Entries supplied below:

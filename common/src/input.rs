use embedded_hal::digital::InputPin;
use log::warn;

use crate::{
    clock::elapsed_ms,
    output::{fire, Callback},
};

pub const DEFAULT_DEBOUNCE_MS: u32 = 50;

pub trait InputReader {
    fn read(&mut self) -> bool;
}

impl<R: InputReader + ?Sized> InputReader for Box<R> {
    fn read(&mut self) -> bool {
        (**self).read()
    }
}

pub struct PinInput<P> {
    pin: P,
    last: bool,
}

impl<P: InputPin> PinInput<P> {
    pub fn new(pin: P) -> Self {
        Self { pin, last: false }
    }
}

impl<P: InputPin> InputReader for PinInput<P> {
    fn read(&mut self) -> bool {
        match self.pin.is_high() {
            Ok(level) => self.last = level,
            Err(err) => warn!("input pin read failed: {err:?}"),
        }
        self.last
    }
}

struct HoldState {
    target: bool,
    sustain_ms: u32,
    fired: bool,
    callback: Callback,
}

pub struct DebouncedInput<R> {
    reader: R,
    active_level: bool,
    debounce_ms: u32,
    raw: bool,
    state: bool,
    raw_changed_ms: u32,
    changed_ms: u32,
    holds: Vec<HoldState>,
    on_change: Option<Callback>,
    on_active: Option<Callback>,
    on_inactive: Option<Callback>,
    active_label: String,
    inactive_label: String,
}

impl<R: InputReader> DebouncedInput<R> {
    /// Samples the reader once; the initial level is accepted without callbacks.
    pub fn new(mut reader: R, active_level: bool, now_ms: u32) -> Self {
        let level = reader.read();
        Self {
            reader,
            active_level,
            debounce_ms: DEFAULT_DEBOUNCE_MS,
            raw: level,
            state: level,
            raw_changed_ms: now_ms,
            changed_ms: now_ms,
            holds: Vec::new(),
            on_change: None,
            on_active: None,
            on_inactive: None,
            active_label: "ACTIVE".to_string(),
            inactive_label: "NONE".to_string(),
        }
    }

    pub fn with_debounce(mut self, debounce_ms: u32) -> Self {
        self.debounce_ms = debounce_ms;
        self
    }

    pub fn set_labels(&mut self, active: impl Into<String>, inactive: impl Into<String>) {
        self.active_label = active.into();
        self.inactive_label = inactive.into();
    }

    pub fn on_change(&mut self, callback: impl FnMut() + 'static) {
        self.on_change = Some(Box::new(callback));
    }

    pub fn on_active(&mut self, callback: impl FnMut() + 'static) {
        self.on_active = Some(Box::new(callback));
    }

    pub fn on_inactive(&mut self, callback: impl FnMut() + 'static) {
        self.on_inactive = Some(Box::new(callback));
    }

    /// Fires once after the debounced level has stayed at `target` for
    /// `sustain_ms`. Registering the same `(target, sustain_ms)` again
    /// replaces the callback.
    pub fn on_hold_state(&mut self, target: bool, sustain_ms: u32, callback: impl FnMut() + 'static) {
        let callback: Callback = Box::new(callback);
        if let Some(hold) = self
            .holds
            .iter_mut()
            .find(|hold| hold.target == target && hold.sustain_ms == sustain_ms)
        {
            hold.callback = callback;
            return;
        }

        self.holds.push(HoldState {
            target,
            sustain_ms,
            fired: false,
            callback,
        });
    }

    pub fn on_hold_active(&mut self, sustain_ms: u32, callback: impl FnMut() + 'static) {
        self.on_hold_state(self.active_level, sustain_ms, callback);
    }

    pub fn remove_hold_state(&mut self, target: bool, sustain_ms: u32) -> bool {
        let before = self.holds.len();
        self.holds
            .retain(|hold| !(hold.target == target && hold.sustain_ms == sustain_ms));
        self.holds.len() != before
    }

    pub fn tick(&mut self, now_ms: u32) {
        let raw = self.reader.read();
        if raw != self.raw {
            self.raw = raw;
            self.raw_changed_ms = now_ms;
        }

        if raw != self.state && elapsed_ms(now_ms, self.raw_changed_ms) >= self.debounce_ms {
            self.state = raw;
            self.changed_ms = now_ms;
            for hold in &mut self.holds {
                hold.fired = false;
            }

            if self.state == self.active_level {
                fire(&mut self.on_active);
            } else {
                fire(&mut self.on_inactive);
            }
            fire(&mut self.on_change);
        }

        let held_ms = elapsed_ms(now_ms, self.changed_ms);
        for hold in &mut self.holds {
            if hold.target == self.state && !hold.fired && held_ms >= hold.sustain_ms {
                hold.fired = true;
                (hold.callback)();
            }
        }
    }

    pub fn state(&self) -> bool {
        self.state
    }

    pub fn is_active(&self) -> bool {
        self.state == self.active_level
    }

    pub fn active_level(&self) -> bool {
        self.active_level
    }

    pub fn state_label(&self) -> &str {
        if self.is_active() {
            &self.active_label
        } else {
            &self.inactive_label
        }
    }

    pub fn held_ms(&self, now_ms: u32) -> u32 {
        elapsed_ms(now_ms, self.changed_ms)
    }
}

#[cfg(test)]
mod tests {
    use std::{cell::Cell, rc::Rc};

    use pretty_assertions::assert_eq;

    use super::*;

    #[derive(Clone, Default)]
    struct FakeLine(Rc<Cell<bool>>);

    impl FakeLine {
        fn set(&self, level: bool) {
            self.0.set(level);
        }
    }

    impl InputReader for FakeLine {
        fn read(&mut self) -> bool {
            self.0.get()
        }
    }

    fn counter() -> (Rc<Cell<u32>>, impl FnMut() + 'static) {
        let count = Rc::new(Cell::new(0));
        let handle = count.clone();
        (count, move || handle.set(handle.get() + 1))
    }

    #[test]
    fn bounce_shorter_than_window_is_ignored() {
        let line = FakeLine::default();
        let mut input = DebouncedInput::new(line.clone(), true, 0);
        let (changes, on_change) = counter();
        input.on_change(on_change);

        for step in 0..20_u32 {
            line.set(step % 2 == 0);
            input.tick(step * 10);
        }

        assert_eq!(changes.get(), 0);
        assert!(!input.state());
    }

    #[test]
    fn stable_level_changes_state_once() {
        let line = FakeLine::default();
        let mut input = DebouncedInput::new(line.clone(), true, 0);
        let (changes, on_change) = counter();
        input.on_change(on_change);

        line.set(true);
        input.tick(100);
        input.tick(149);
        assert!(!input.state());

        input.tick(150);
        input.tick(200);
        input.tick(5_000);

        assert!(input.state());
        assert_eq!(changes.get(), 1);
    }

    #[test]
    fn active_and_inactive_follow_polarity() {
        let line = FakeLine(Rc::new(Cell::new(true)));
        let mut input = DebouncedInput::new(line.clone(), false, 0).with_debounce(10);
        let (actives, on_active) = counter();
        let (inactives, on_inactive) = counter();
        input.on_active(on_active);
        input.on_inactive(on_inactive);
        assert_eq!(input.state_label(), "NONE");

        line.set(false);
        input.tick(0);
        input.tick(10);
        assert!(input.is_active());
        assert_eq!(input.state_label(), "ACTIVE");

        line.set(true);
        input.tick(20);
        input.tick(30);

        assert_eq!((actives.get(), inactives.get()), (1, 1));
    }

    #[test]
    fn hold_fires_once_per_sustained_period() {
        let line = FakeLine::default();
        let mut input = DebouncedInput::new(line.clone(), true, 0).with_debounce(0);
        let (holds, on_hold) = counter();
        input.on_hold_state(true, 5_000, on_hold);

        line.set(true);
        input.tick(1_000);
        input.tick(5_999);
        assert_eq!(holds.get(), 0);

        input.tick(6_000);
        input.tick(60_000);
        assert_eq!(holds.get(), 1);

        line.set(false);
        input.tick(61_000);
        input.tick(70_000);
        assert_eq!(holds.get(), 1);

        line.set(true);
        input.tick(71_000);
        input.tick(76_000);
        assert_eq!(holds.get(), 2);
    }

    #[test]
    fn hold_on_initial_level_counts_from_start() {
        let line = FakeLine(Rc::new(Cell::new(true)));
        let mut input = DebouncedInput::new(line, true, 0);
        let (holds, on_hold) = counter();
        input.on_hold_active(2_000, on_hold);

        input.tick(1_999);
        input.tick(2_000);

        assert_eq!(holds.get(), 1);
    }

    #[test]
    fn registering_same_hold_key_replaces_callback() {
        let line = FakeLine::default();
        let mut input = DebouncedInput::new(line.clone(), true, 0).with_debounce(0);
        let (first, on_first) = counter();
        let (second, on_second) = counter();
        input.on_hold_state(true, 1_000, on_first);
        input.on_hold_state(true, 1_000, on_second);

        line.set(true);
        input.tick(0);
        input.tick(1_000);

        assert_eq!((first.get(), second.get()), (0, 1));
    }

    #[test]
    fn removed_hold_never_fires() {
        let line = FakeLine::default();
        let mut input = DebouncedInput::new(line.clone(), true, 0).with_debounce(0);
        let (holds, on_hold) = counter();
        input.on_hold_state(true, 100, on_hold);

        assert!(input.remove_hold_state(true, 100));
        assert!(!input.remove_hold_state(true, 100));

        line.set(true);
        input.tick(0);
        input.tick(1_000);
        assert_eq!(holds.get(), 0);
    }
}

End of Entries supplied.

• What is being asked: Copy out, word for word, the part of the entries above that begins at the line with "#[cfg(test)]" and ends at the line with "let handle = count.clone();", including both.

• Response area:
#[cfg(test)]
mod tests {
    use std::{cell::Cell, rc::Rc};

    use pretty_assertions::assert_eq;

    use super::*;

    #[derive(Clone, Default)]
    struct FakeLine(Rc<Cell<bool>>);

    impl FakeLine {
        fn set(&self, level: bool) {
            self.0.set(level);
        }
    }

    impl InputReader for FakeLine {
        fn read(&mut self) -> bool {
            self.0.get()
        }
    }

    fn counter() -> (Rc<Cell<u32>>, impl FnMut() + 'static) {
        let count = Rc::new(Cell::new(0));
        let handle = count.clone();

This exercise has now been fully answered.